*** Begin section ***
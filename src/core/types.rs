//! Stack settings, configuration values, resource arguments, persisted state,
//! and provenance events.
//!
//! Everything that crosses a file boundary derives Serialize/Deserialize so the
//! settings file, the state file, and the event log roundtrip cleanly.

use indexmap::IndexMap;
use schemars::JsonSchema;
use serde::{Deserialize, Serialize};
use std::fmt;
use std::time::Duration;

// ============================================================================
// Top-level stackrun.yaml
// ============================================================================

/// Stack settings: which project/stack to run, with what configuration.
#[derive(Debug, Clone, Serialize, Deserialize, JsonSchema)]
pub struct StackSettings {
    /// Schema version (must be "1.0")
    pub version: String,

    /// Project name; also the default configuration namespace
    pub project: String,

    /// Stack name (state is kept per stack)
    #[serde(default = "default_stack")]
    pub stack: String,

    /// Optional description
    #[serde(default)]
    pub description: Option<String>,

    /// Fixture program to run when none is given on the command line
    #[serde(default)]
    pub program: Option<String>,

    /// Configuration values, keyed `namespace:key` or bare `key`
    #[serde(default)]
    pub config: IndexMap<String, ConfigValue>,

    /// Run policy
    #[serde(default)]
    pub policy: Policy,
}

fn default_stack() -> String {
    "dev".to_string()
}

/// Run policy.
#[derive(Debug, Clone, Serialize, Deserialize, JsonSchema)]
pub struct Policy {
    /// Append provenance events to `<state>/<stack>/events.jsonl`
    #[serde(default = "default_true")]
    pub event_log: bool,

    /// Persist stack state after `up`, `refresh`, and `destroy`
    #[serde(default = "default_true")]
    pub state_file: bool,
}

impl Default for Policy {
    fn default() -> Self {
        Self {
            event_log: true,
            state_file: true,
        }
    }
}

fn default_true() -> bool {
    true
}

// ============================================================================
// Configuration values
// ============================================================================

/// A single configuration value. Scalars in YAML/JSON are accepted and kept
/// as their string rendering; `{ value, secret }` marks a secret.
#[derive(Debug, Clone, PartialEq, Eq, Serialize, Deserialize)]
#[serde(from = "RawConfigValue", into = "RawConfigValue")]
pub struct ConfigValue {
    pub value: String,
    pub secret: bool,
}

impl ConfigValue {
    pub fn plain(value: impl Into<String>) -> Self {
        Self {
            value: value.into(),
            secret: false,
        }
    }

    pub fn secret(value: impl Into<String>) -> Self {
        Self {
            value: value.into(),
            secret: true,
        }
    }
}

#[derive(Clone, Serialize, Deserialize, JsonSchema)]
#[serde(untagged)]
enum RawConfigValue {
    Scalar(Scalar),
    Detailed {
        value: Scalar,
        #[serde(default)]
        secret: bool,
    },
}

#[derive(Clone, Serialize, Deserialize, JsonSchema)]
#[serde(untagged)]
enum Scalar {
    Bool(bool),
    Int(i64),
    Float(f64),
    Text(String),
}

impl fmt::Display for Scalar {
    fn fmt(&self, f: &mut fmt::Formatter<'_>) -> fmt::Result {
        match self {
            Self::Bool(b) => write!(f, "{}", b),
            Self::Int(i) => write!(f, "{}", i),
            Self::Float(x) => write!(f, "{}", x),
            Self::Text(s) => f.write_str(s),
        }
    }
}

impl From<RawConfigValue> for ConfigValue {
    fn from(raw: RawConfigValue) -> Self {
        match raw {
            RawConfigValue::Scalar(s) => Self::plain(s.to_string()),
            RawConfigValue::Detailed { value, secret } => Self {
                value: value.to_string(),
                secret,
            },
        }
    }
}

impl From<ConfigValue> for RawConfigValue {
    fn from(cv: ConfigValue) -> Self {
        if cv.secret {
            Self::Detailed {
                value: Scalar::Text(cv.value),
                secret: true,
            }
        } else {
            Self::Scalar(Scalar::Text(cv.value))
        }
    }
}

impl JsonSchema for ConfigValue {
    fn schema_name() -> String {
        "ConfigValue".to_string()
    }

    fn json_schema(gen: &mut schemars::gen::SchemaGenerator) -> schemars::schema::Schema {
        RawConfigValue::json_schema(gen)
    }
}

// ============================================================================
// Resources
// ============================================================================

/// Resource types offered by the built-in `random` provider.
#[derive(Debug, Clone, Copy, PartialEq, Eq, Hash, Serialize, Deserialize)]
pub enum ResourceType {
    #[serde(rename = "random:index/randomPet:RandomPet")]
    RandomPet,
    #[serde(rename = "random:index/randomString:RandomString")]
    RandomString,
}

impl ResourceType {
    /// Fully qualified type token, as it appears in URNs.
    pub fn token(&self) -> &'static str {
        match self {
            Self::RandomPet => "random:index/randomPet:RandomPet",
            Self::RandomString => "random:index/randomString:RandomString",
        }
    }
}

impl fmt::Display for ResourceType {
    fn fmt(&self, f: &mut fmt::Formatter<'_>) -> fmt::Result {
        f.write_str(self.token())
    }
}

/// Build the URN identifying a resource within a stack.
pub fn resource_urn(stack: &str, project: &str, resource_type: ResourceType, name: &str) -> String {
    format!(
        "urn:stackrun:{}::{}::{}::{}",
        stack,
        project,
        resource_type.token(),
        name
    )
}

/// Arguments for a random pet name.
#[derive(Debug, Clone, Default, PartialEq, Eq, Serialize, Deserialize)]
pub struct RandomPetArgs {
    /// Number of words (default 2)
    #[serde(default, skip_serializing_if = "Option::is_none")]
    pub length: Option<u32>,

    /// Word separator (default "-")
    #[serde(default, skip_serializing_if = "Option::is_none")]
    pub separator: Option<String>,

    /// Literal prefix prepended before the generated words
    #[serde(default, skip_serializing_if = "Option::is_none")]
    pub prefix: Option<String>,
}

impl RandomPetArgs {
    pub fn effective_length(&self) -> u32 {
        self.length.unwrap_or(2)
    }

    pub fn effective_separator(&self) -> &str {
        self.separator.as_deref().unwrap_or("-")
    }
}

/// Arguments for a random string.
#[derive(Debug, Clone, PartialEq, Eq, Serialize, Deserialize)]
pub struct RandomStringArgs {
    /// Total length in characters
    pub length: u32,

    #[serde(default, skip_serializing_if = "Option::is_none")]
    pub lower: Option<bool>,
    #[serde(default, skip_serializing_if = "Option::is_none")]
    pub upper: Option<bool>,
    #[serde(default, skip_serializing_if = "Option::is_none")]
    pub numeric: Option<bool>,
    #[serde(default, skip_serializing_if = "Option::is_none")]
    pub special: Option<bool>,

    #[serde(default, skip_serializing_if = "Option::is_none")]
    pub min_lower: Option<u32>,
    #[serde(default, skip_serializing_if = "Option::is_none")]
    pub min_upper: Option<u32>,
    #[serde(default, skip_serializing_if = "Option::is_none")]
    pub min_numeric: Option<u32>,
    #[serde(default, skip_serializing_if = "Option::is_none")]
    pub min_special: Option<u32>,

    /// Replaces the default special character set
    #[serde(default, skip_serializing_if = "Option::is_none")]
    pub override_special: Option<String>,
}

impl RandomStringArgs {
    /// All character classes enabled, no minimums.
    pub fn with_length(length: u32) -> Self {
        Self {
            length,
            lower: None,
            upper: None,
            numeric: None,
            special: None,
            min_lower: None,
            min_upper: None,
            min_numeric: None,
            min_special: None,
            override_special: None,
        }
    }
}

/// Typed arguments for one resource-creation call.
#[derive(Debug, Clone, PartialEq, Eq)]
pub enum ResourceArgs {
    RandomPet(RandomPetArgs),
    RandomString(RandomStringArgs),
}

impl ResourceArgs {
    pub fn resource_type(&self) -> ResourceType {
        match self {
            Self::RandomPet(_) => ResourceType::RandomPet,
            Self::RandomString(_) => ResourceType::RandomString,
        }
    }

    /// Flatten the arguments into the `inputs` map recorded in state.
    pub fn to_inputs(&self) -> IndexMap<String, serde_json::Value> {
        let value = match self {
            Self::RandomPet(a) => serde_json::to_value(a),
            Self::RandomString(a) => serde_json::to_value(a),
        };
        match value {
            Ok(serde_json::Value::Object(map)) => map.into_iter().collect(),
            _ => IndexMap::new(),
        }
    }
}

impl From<RandomPetArgs> for ResourceArgs {
    fn from(args: RandomPetArgs) -> Self {
        Self::RandomPet(args)
    }
}

impl From<RandomStringArgs> for ResourceArgs {
    fn from(args: RandomStringArgs) -> Self {
        Self::RandomString(args)
    }
}

/// A created (or, in preview, planned) resource: the handle returned to the
/// fixture program and the record kept in stack state.
#[derive(Debug, Clone, PartialEq, Serialize, Deserialize)]
pub struct ResourceState {
    pub urn: String,

    #[serde(rename = "type")]
    pub resource_type: ResourceType,

    /// Logical name given by the program
    pub name: String,

    /// Provider-assigned identifier (empty in preview)
    pub id: String,

    #[serde(default)]
    pub inputs: IndexMap<String, serde_json::Value>,

    #[serde(default)]
    pub outputs: IndexMap<String, serde_json::Value>,

    #[serde(default)]
    pub created_at: Option<String>,
}

impl ResourceState {
    /// Provider output by name, as a string when it is one.
    pub fn output_str(&self, key: &str) -> Option<&str> {
        self.outputs.get(key).and_then(|v| v.as_str())
    }
}

// ============================================================================
// Outputs
// ============================================================================

/// A value exported by a run.
#[derive(Debug, Clone, PartialEq, Serialize, Deserialize)]
pub struct OutputValue {
    pub value: serde_json::Value,

    #[serde(default)]
    pub secret: bool,

    /// False when the value is not computed yet (preview)
    #[serde(default = "default_true")]
    pub known: bool,
}

impl OutputValue {
    pub fn new(value: serde_json::Value) -> Self {
        Self {
            value,
            secret: false,
            known: true,
        }
    }

    pub fn unknown() -> Self {
        Self {
            value: serde_json::Value::Null,
            secret: false,
            known: false,
        }
    }

    /// Render for display; secrets are masked unless `show_secrets`.
    pub fn render(&self, show_secrets: bool) -> String {
        if !self.known {
            return "[unknown]".to_string();
        }
        if self.secret && !show_secrets {
            return "[secret]".to_string();
        }
        match &self.value {
            serde_json::Value::String(s) => format!("{:?}", s),
            other => other.to_string(),
        }
    }
}

// ============================================================================
// State file
// ============================================================================

/// Persisted state of one stack.
#[derive(Debug, Clone, Serialize, Deserialize)]
pub struct StackState {
    /// Schema version
    pub schema: String,

    pub project: String,

    pub stack: String,

    /// When the state was last written
    pub updated_at: String,

    /// Generator version
    pub generator: String,

    /// Run that produced this state
    #[serde(default)]
    pub last_run: Option<String>,

    /// Resources keyed by URN, in registration order
    #[serde(default)]
    pub resources: IndexMap<String, ResourceState>,

    /// Exported outputs, in export order
    #[serde(default)]
    pub outputs: IndexMap<String, OutputValue>,

    /// BLAKE3 over resources and outputs
    #[serde(default)]
    pub checksum: String,
}

// ============================================================================
// Commands and results
// ============================================================================

/// Stack operation.
#[derive(Debug, Clone, Copy, PartialEq, Eq, Serialize, Deserialize)]
#[serde(rename_all = "snake_case")]
pub enum Command {
    Up,
    Preview,
    Refresh,
    Destroy,
    Output,
}

impl fmt::Display for Command {
    fn fmt(&self, f: &mut fmt::Formatter<'_>) -> fmt::Result {
        match self {
            Self::Up => write!(f, "up"),
            Self::Preview => write!(f, "preview"),
            Self::Refresh => write!(f, "refresh"),
            Self::Destroy => write!(f, "destroy"),
            Self::Output => write!(f, "output"),
        }
    }
}

/// Result of one stack operation.
#[derive(Debug, Clone)]
pub struct RunResult {
    pub project: String,
    pub stack: String,
    pub command: Command,
    pub run_id: String,
    pub resources: Vec<ResourceState>,
    pub outputs: IndexMap<String, OutputValue>,
    /// Human-readable run report, one line per entry
    pub report: Vec<String>,
    pub total_duration: Duration,
}

// ============================================================================
// Provenance events
// ============================================================================

/// Provenance event for the JSONL event log.
#[derive(Debug, Clone, Serialize, Deserialize)]
#[serde(tag = "event", rename_all = "snake_case")]
pub enum ProvenanceEvent {
    RunStarted {
        stack: String,
        run_id: String,
        command: Command,
        stackrun_version: String,
    },
    ResourceCreated {
        stack: String,
        urn: String,
        id: String,
        duration_seconds: f64,
    },
    ResourceChecked {
        stack: String,
        urn: String,
    },
    ResourceFailed {
        stack: String,
        urn: String,
        error: String,
    },
    ResourceRefreshed {
        stack: String,
        urn: String,
    },
    ResourceDeleted {
        stack: String,
        urn: String,
    },
    OutputExported {
        stack: String,
        key: String,
        secret: bool,
    },
    StateTampered {
        stack: String,
        expected_checksum: String,
        actual_checksum: String,
    },
    RunCompleted {
        stack: String,
        run_id: String,
        command: Command,
        resources: u32,
        outputs: u32,
        total_seconds: f64,
    },
    RunFailed {
        stack: String,
        run_id: String,
        error: String,
    },
}

/// Timestamped event wrapper.
#[derive(Debug, Clone, Serialize, Deserialize)]
pub struct TimestampedEvent {
    pub ts: String,
    #[serde(flatten)]
    pub event: ProvenanceEvent,
}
*** End section ***
What you should do: Start at the first line of the data above. Stop after the line containing "log roundtrip cleanly.", reproducing each line exactly and adding nothing.

Answer section:
filename src/core/types.rs
//! Stack settings, configuration values, resource arguments, persisted state,
//! and provenance events.
//!
//! Everything that crosses a file boundary derives Serialize/Deserialize so the
//! settings file, the state file, and the event log roundtrip cleanly.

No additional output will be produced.